冷泉為人

れいぜいためひと

944年兵庫県出身。関西学院大学大学院文学研究科博士課程修了。専門は日本美術史(近世絵画史)。1984年に冷泉家の末裔である冷泉貴実子さんと結婚、婿養子に入り後に二十五代当主となる。2002年には冷泉家時雨亭文庫理事長に就任。同志社女子大学客員教授、立命館大学特別招聘教授も務める。著書に『冷泉家・蔵番ものがたり』(NHKブックス)など。冷泉家は藤原俊成、定家といった歌聖を祖先とし、歌の家としておおよそ千年の長きにわたって和歌の文化を守り続けている歌道の宗匠。御文庫(おぶんこ)と呼ばれる典籍類を保管する冷泉家の蔵には藤原定家が書写した勅撰和歌集のうち二つ(『古今和歌集』『後撰和歌集』)を含む5件の国宝と47件の重要文化財が納められている。

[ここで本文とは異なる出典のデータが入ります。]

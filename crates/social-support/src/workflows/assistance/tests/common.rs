use std::collections::HashMap;
use std::sync::atomic::{AtomicUsize, Ordering};
use std::sync::{Arc, Mutex, OnceLock};
use std::time::Duration;

use async_trait::async_trait;
use axum::response::Response;
use serde_json::Value;

use crate::workflows::assistance::audit::{AuditSink, StageSnapshot};
use crate::workflows::assistance::domain::{
    ApplicationId, ApplicationSubmission, DeclaredFields, DocumentHandle, SupportingDocuments,
};
use crate::workflows::assistance::eligibility::{
    EligibilityInput, EligibilityScore, EligibilityScorer, EligibilityScoring, ScoringError,
    DEFAULT_ELIGIBILITY_CUTOFF,
};
use crate::workflows::assistance::generation::{GenerationError, TextGenerator};
use crate::workflows::assistance::orchestrator::PipelineOrchestrator;
use crate::workflows::assistance::record::ApplicationRecord;
use crate::workflows::assistance::repository::{ApplicationRepository, RepositoryError};
use crate::workflows::assistance::service::AssistanceApplicationService;
use crate::workflows::assistance::validation::{
    Authority, AuthorityError, AuthorityVerdict, ValidationCoordinator, ValidationRequest,
};

pub(super) const IDENTITY_NUMBER: &str = "784-1985-1234567-1";

const STATEMENT_PREAMBLE: &str = "Emirates NBD\nAccount Holder,Ali Hassan\n\
                                  Account Number,1012345678\nCurrency,AED\n\
                                  Period,2024-01-01 to 2024-02-29\nGenerated,2024-03-02\n";

pub(super) fn declared(monthly_income: f64, monthly_debt_service: f64) -> DeclaredFields {
    DeclaredFields {
        identity_number: IDENTITY_NUMBER.to_string(),
        name: "Ali Hassan".to_string(),
        phone: "0501234567".to_string(),
        address: "Jumeirah 5, Dubai".to_string(),
        dependents: 3,
        monthly_income,
        monthly_debt_service,
    }
}

pub(super) fn identity_document() -> DocumentHandle {
    DocumentHandle::from_text(
        "emirates_id.txt",
        "UNITED ARAB EMIRATES\n\
         Emirates Id: 784-1985-1234567-1\n\
         Name: ali hassan\n\
         Address: Jumeirah 5 Dubai\n\
         Phone: 050 123 4567\n",
    )
}

/// Two months of identical salary credits and installments.
pub(super) fn bank_statement(salary: f64, installment: f64) -> DocumentHandle {
    let mut csv = format!(
        "{STATEMENT_PREAMBLE}Txn Date,Description,Income (AED),Expenditure (AED),Balance\n"
    );
    for month in ["01", "02"] {
        csv.push_str(&format!("2024-{month}-25,Salary ACME LLC,{salary},,0\n"));
        if installment > 0.0 {
            csv.push_str(&format!("2024-{month}-05,Car Loan EMI,,{installment},0\n"));
        }
    }
    DocumentHandle::from_text("statement.csv", csv)
}

pub(super) fn resume() -> DocumentHandle {
    DocumentHandle::from_text(
        "resume.txt",
        "Ali Hassan\n\nSkills\nBookkeeping, Excel, Customer service\n\n\
         Experience\nCashier, Carrefour Mall of the Emirates (2019-2023)\n\n\
         Education\nDiploma in Accounting\n",
    )
}

/// Income 3000, installments 6000, three dependents: scored eligible by the bundled model.
pub(super) fn eligible_submission() -> ApplicationSubmission {
    ApplicationSubmission {
        declared: declared(3000.0, 6000.0),
        documents: SupportingDocuments {
            identity_document: Some(identity_document()),
            bank_statement: Some(bank_statement(3000.0, 6000.0)),
            resume: Some(resume()),
        },
    }
}

/// Income 3000, no installments, three dependents: scored not eligible by the bundled model.
pub(super) fn ineligible_submission() -> ApplicationSubmission {
    ApplicationSubmission {
        declared: declared(3000.0, 0.0),
        documents: SupportingDocuments {
            identity_document: Some(identity_document()),
            bank_statement: Some(bank_statement(3000.0, 0.0)),
            resume: Some(resume()),
        },
    }
}

/// Declared income 4000 against a 4600 salary in the statement.
pub(super) fn mismatched_submission() -> ApplicationSubmission {
    ApplicationSubmission {
        declared: declared(4000.0, 0.0),
        documents: SupportingDocuments {
            identity_document: Some(identity_document()),
            bank_statement: Some(bank_statement(4600.0, 0.0)),
            resume: None,
        },
    }
}

pub(super) fn bundled_scorer() -> Arc<EligibilityScorer> {
    static SCORER: OnceLock<Arc<EligibilityScorer>> = OnceLock::new();
    SCORER
        .get_or_init(|| {
            let path = concat!(
                env!("CARGO_MANIFEST_DIR"),
                "/../../models/eligibility_model.json"
            );
            Arc::new(
                EligibilityScorer::load(path, DEFAULT_ELIGIBILITY_CUTOFF)
                    .expect("bundled model loads"),
            )
        })
        .clone()
}

/// Scorer double that counts calls before delegating.
#[derive(Default)]
pub(super) struct CountingScorer {
    pub(super) calls: AtomicUsize,
    inner: Option<Arc<EligibilityScorer>>,
}

impl CountingScorer {
    pub(super) fn bundled() -> Self {
        Self {
            calls: AtomicUsize::new(0),
            inner: Some(bundled_scorer()),
        }
    }

    pub(super) fn count(&self) -> usize {
        self.calls.load(Ordering::SeqCst)
    }
}

impl EligibilityScoring for CountingScorer {
    fn score(&self, input: &EligibilityInput) -> Result<EligibilityScore, ScoringError> {
        self.calls.fetch_add(1, Ordering::SeqCst);
        match &self.inner {
            Some(scorer) => scorer.score(input),
            None => Err(ScoringError::NonFinite),
        }
    }
}

/// Authority double that records every request and returns a fixed verdict.
pub(super) struct CountingAuthority {
    calls: AtomicUsize,
    valid: bool,
}

impl CountingAuthority {
    pub(super) fn passing() -> Arc<Self> {
        Arc::new(Self {
            calls: AtomicUsize::new(0),
            valid: true,
        })
    }

    pub(super) fn failing() -> Arc<Self> {
        Arc::new(Self {
            calls: AtomicUsize::new(0),
            valid: false,
        })
    }

    pub(super) fn count(&self) -> usize {
        self.calls.load(Ordering::SeqCst)
    }
}

#[async_trait]
impl Authority for CountingAuthority {
    async fn verify(&self, _request: &ValidationRequest) -> Result<AuthorityVerdict, AuthorityError> {
        self.calls.fetch_add(1, Ordering::SeqCst);
        Ok(if self.valid {
            AuthorityVerdict::passed("ok", "")
        } else {
            AuthorityVerdict::failed("rejected", "")
        })
    }
}

/// Authority that never answers within a test's lifetime.
pub(super) struct StalledAuthority;

#[async_trait]
impl Authority for StalledAuthority {
    async fn verify(&self, _request: &ValidationRequest) -> Result<AuthorityVerdict, AuthorityError> {
        tokio::time::sleep(Duration::from_secs(3600)).await;
        Ok(AuthorityVerdict::passed("late", ""))
    }
}

pub(super) fn coordinator(
    identity: Arc<dyn Authority>,
    financial: Arc<dyn Authority>,
    credit: Arc<dyn Authority>,
) -> ValidationCoordinator {
    ValidationCoordinator::new(identity, financial, credit, Duration::from_secs(1))
}

/// Text generator returning a canned reply and remembering prompts.
#[derive(Default)]
pub(super) struct ScriptedGenerator {
    reply: String,
    pub(super) prompts: Mutex<Vec<String>>,
}

impl ScriptedGenerator {
    pub(super) fn replying(reply: &str) -> Arc<Self> {
        Arc::new(Self {
            reply: reply.to_string(),
            prompts: Mutex::new(Vec::new()),
        })
    }

    pub(super) fn prompt_count(&self) -> usize {
        self.prompts.lock().expect("prompts lock").len()
    }
}

#[async_trait]
impl TextGenerator for ScriptedGenerator {
    async fn generate(&self, prompt: &str) -> Result<String, GenerationError> {
        self.prompts
            .lock()
            .expect("prompts lock")
            .push(prompt.to_string());
        Ok(self.reply.clone())
    }

    fn model_name(&self) -> &str {
        "scripted"
    }
}

#[derive(Default)]
pub(super) struct RecordingAudit {
    snapshots: Mutex<Vec<StageSnapshot>>,
}

impl RecordingAudit {
    pub(super) fn snapshots(&self) -> Vec<StageSnapshot> {
        self.snapshots.lock().expect("audit lock").clone()
    }
}

impl AuditSink for RecordingAudit {
    fn record(&self, snapshot: StageSnapshot) {
        self.snapshots.lock().expect("audit lock").push(snapshot);
    }
}

#[derive(Default)]
pub(super) struct MemoryRepository {
    records: Mutex<HashMap<ApplicationId, ApplicationRecord>>,
}

impl MemoryRepository {
    pub(super) fn len(&self) -> usize {
        self.records.lock().expect("repository lock").len()
    }
}

impl ApplicationRepository for MemoryRepository {
    fn insert(&self, record: ApplicationRecord) -> Result<ApplicationRecord, RepositoryError> {
        let mut records = self.records.lock().expect("repository lock");
        if records.contains_key(&record.application_id) {
            return Err(RepositoryError::Conflict);
        }
        records.insert(record.application_id.clone(), record.clone());
        Ok(record)
    }

    fn fetch(&self, id: &ApplicationId) -> Result<Option<ApplicationRecord>, RepositoryError> {
        Ok(self.records.lock().expect("repository lock").get(id).cloned())
    }

    fn list(&self, limit: usize) -> Result<Vec<ApplicationRecord>, RepositoryError> {
        let records = self.records.lock().expect("repository lock");
        let mut all: Vec<ApplicationRecord> = records.values().cloned().collect();
        all.sort_by(|a, b| a.application_id.cmp(&b.application_id));
        all.truncate(limit);
        Ok(all)
    }
}

pub(super) struct UnavailableRepository;

impl ApplicationRepository for UnavailableRepository {
    fn insert(&self, _record: ApplicationRecord) -> Result<ApplicationRecord, RepositoryError> {
        Err(RepositoryError::Unavailable("database offline".to_string()))
    }

    fn fetch(&self, _id: &ApplicationId) -> Result<Option<ApplicationRecord>, RepositoryError> {
        Err(RepositoryError::Unavailable("database offline".to_string()))
    }

    fn list(&self, _limit: usize) -> Result<Vec<ApplicationRecord>, RepositoryError> {
        Err(RepositoryError::Unavailable("database offline".to_string()))
    }
}

pub(super) fn orchestrator() -> PipelineOrchestrator {
    PipelineOrchestrator::new(bundled_scorer())
}

pub(super) fn build_service(
    orchestrator: PipelineOrchestrator,
) -> (
    Arc<AssistanceApplicationService<MemoryRepository>>,
    Arc<MemoryRepository>,
) {
    let repository = Arc::new(MemoryRepository::default());
    let service = AssistanceApplicationService::new(Arc::new(orchestrator), repository.clone());
    (Arc::new(service), repository)
}

pub(super) async fn read_json_body(response: Response) -> Value {
    let bytes = axum::body::to_bytes(response.into_body(), usize::MAX)
        .await
        .expect("body readable");
    serde_json::from_slice(&bytes).expect("json body")
}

冷泉家に残っている文化財保存を目的として1981年に設立した財団法人冷泉家時雨亭文庫では、3万点とも数えられる文化財を管理しており、それだけの文化財を冷泉家は自分たちの家の財産として残し伝えてきた。冷泉家に入ったことでこの王朝文化の継承者となった為人氏は、どんなに困っていても千年のプライドがあって人にものを頼むことができない冷泉家の人を知った時に「ホンマ、えらいとこに養子に来てしもうたと何度も思いましたわ」と語っている。